All the bulbous domes have inverted lotus and Kalash finials on the top and have narrow zigzag courses of white marble alternated by broad bands of red stone. There is a fountain with four kiosks in its corners in the centre of the courtyard. The interiors of the western wall have a beautiful mihrab and pulpit in white marble. The Persian inscription in white marble inlaid with the black stone on the archway of the central portal is in praise of Jahanara and Shah Jahan. The pristine beauty of the mosque must have been breathtaking as it was compared to the Beaty of the Baitul-Mamur, the fabulous mosque of rubies and pearls situated in the fourth sky. It is said that it was once surrounded by a marketplace called Tripolia set in an octagonal (Muthamman) Chowk that was built between the Delhi Gate and the Jami Masjid. But, it was later destroyed in 1871-73 A.D. to acquire space for laying down the railway tracks for the city.

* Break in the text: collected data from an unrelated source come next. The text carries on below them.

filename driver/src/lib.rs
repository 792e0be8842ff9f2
use error_stack::ResultExt;
use kernel::KernelError;

pub mod database;
pub mod error;

pub(crate) fn env(key: &str) -> error_stack::Result<String, KernelError> {
    dotenvy::var(key)
        .change_context_lazy(|| KernelError::Internal)
        .attach_printable_lazy(|| format!("Failed to read environment variable {key}"))
}
use kernel::KernelError;

/// Lifts a backend specific error into a [`KernelError`] report.
pub trait ConvertError {
    type Ok;
    fn convert_error(self) -> error_stack::Result<Self::Ok, KernelError>;
}
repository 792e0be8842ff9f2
use std::future::IntoFuture;
use std::marker::PhantomData;

// Original: https://github.com/HalsekiRaika/architectured/blob/e5caa5c7ae801d1aaac6e275b3ea0ef26d6ff26b/server/src/controller.rs
pub trait Intake<I>: 'static + Sync + Send {
    type To;
    fn emit(&self, input: I) -> Self::To;
}

pub trait TryIntake<I>: 'static + Sync + Send {
    type To;
    type Error;
    fn emit(&self, input: I) -> Result<Self::To, Self::Error>;
}

pub trait Exhaust<I>: 'static + Sync + Send {
    type To;
    fn emit(&self, input: I) -> Self::To;
}

pub struct Controller<T, P, I, D, O> {
    transformer: T,
    presenter: P,
    _i: PhantomData<I>,
    _t: PhantomData<D>,
    _o: PhantomData<O>,
}

impl<T, P, I, D, O> Controller<T, P, I, D, O> {
    pub fn new(transformer: T, presenter: P) -> Self {
        Self {
            transformer,
            presenter,
            _i: PhantomData,
            _t: PhantomData,
            _o: PhantomData,
        }
    }

    fn preset(self) -> P {
        self.presenter
    }
}

impl<T, P, I, D, O> Controller<T, P, I, D, O>
where
    T: Intake<I, To = D>,
{
    pub fn intake(self, input: I) -> Transformed<T, P, I, D, O> {
        Transformed {
            transformed: self.transformer.emit(input),
            controller: self,
            _i: PhantomData,
            _o: PhantomData,
        }
    }
}

impl<T, P, I, D, O> Controller<T, P, I, D, O>
where
    T: TryIntake<I, To = D>,
{
    pub fn try_intake(self, input: I) -> Result<Transformed<T, P, I, D, O>, T::Error> {
        Ok(Transformed {
            transformed: self.transformer.emit(input)?,
            controller: self,
            _i: PhantomData,
            _o: PhantomData,
        })
    }
}

impl<P, O> Controller<(), P, (), (), O>
where
    P: Exhaust<O>,
{
    pub async fn bypass<F, Fut, E>(self, f: F) -> Result<P::To, E>
    where
        F: FnOnce() -> Fut,
        Fut: IntoFuture<Output = Result<O, E>>,
    {
        Ok(self.preset().emit(f().await?))
    }
}

pub struct Transformed<T, P, I, D, O> {
    transformed: D,
    controller: Controller<T, P, I, D, O>,
    _i: PhantomData<I>,
    _o: PhantomData<O>,
}

impl<T, P, I, D, O> Transformed<T, P, I, D, O>
where
    P: Exhaust<O>,
{
    pub async fn handle<F, Fut, E>(self, f: F) -> Result<P::To, E>
    where
        F: FnOnce(D) -> Fut,
        Fut: IntoFuture<Output = Result<O, E>>,
    {
        Ok(self.controller.preset().emit(f(self.transformed).await?))
    }
}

It required 5,000 workers to finish.

Structure

The Jama Masjid of Agra is constructed of red sandstone with intricate white marble decorations. The walls and ceilings of the mosque are painted blue in colour. It is a huge mosque in the centre of Agra surrounded by a great bazaar.

The mosque itself stands on high platform to which ascent is made by a flight of 35 steps. It was designed to attract the eye of the faithful from afar and proclaim the glory of Islam. 

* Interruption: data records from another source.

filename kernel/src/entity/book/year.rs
use vodca::{AsRefln, Fromln};

#[derive(Debug, Clone, Copy, Eq, PartialEq, Fromln, AsRefln)]
pub struct BookYear(i32);

impl BookYear {
    pub fn new(year: impl Into<i32>) -> Self {
        Self(year.into())
    }
}
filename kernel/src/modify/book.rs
use crate::database::{DatabaseConnection, DependOnDatabaseConnection, Transaction};
use crate::entity::{Book, BookId};
use crate::KernelError;

#[async_trait::async_trait]
pub trait BookModifier: 'static + Sync + Send {
    type Transaction: Transaction;
    /// Inserts `book` when it has no id yet, otherwise overwrites the row stored under its id.
    /// Returns `None` if that row no longer exists; a deleted row is never brought back.
    async fn save(
        &self,
        con: &mut Self::Transaction,
        book: Book,
    ) -> error_stack::Result<Option<Book>, KernelError>;
    async fn delete(
        &self,
        con: &mut Self::Transaction,
        book_id: &BookId,
    ) -> error_stack::Result<(), KernelError>;
}

pub trait DependOnBookModifier: 'static + Sync + Send + DependOnDatabaseConnection {
    type BookModifier: BookModifier<
        Transaction = <Self::DatabaseConnection as DatabaseConnection>::Transaction,
    >;
    fn book_modifier(&self) -> &Self::BookModifier;
}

It has well-balanced proportions and a courtyard surrounded by cloisters on three of its sides and the prayer chamber on its western side. The cloisters have engrailed arches supported on pillars. All the bulbous domes have inverted lotus and kalash finials on the top and have narrow zigzag courses of white marble alternated by broad bands of red stone. There is a fountain with four kiosks in its corners in the centre of the courtyard. 

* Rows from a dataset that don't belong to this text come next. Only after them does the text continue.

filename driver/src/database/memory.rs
use std::collections::BTreeMap;
use std::sync::Arc;

use tokio::sync::RwLock;

use kernel::interface::database::{DatabaseConnection, Transaction};
use kernel::interface::query::DependOnBookQuery;
use kernel::interface::update::DependOnBookModifier;
use kernel::prelude::entity::Book;
use kernel::KernelError;

pub use self::book::*;

mod book;

/// Process local storage backend. Contents are lost when the last handle is dropped.
#[derive(Clone, Default)]
pub struct InMemoryDatabase {
    store: Arc<RwLock<BookStore>>,
}

#[derive(Default)]
pub(in crate::database) struct BookStore {
    books: BTreeMap<i32, Book>,
    sequence: i32,
}

impl BookStore {
    /// Ids are handed out once; deleted ids are never reissued.
    fn next_id(&mut self) -> i32 {
        self.sequence += 1;
        self.sequence
    }
}

#[async_trait::async_trait]
impl DatabaseConnection for InMemoryDatabase {
    type Transaction = InMemoryTransaction;
    async fn transact(&self) -> error_stack::Result<Self::Transaction, KernelError> {
        Ok(InMemoryTransaction(Arc::clone(&self.store)))
    }
}

/// Writes are visible immediately, so committing has nothing left to do.
pub struct InMemoryTransaction(Arc<RwLock<BookStore>>);

#[async_trait::async_trait]
impl Transaction for InMemoryTransaction {
    async fn commit(self) -> error_stack::Result<(), KernelError> {
        Ok(())
    }
}

impl DependOnBookQuery for InMemoryDatabase {
    type BookQuery = InMemoryBookRepository;
    fn book_query(&self) -> &Self::BookQuery {
        &InMemoryBookRepository
    }
}

impl DependOnBookModifier for InMemoryDatabase {
    type BookModifier = InMemoryBookRepository;
    fn book_modifier(&self) -> &Self::BookModifier {
        &InMemoryBookRepository
    }
}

Along the wings of the main prayer wall are panels of beautifully inlaid sandstone, similar to those decorating the main gateway of the Taj Mahal. Still in use today, the mosque is one of the city's main landmarks, and serves as a useful reference point when exploring the crowded bazaars that sprawl from its base. These are laid out in a street plan that's barely altered since Mughal days.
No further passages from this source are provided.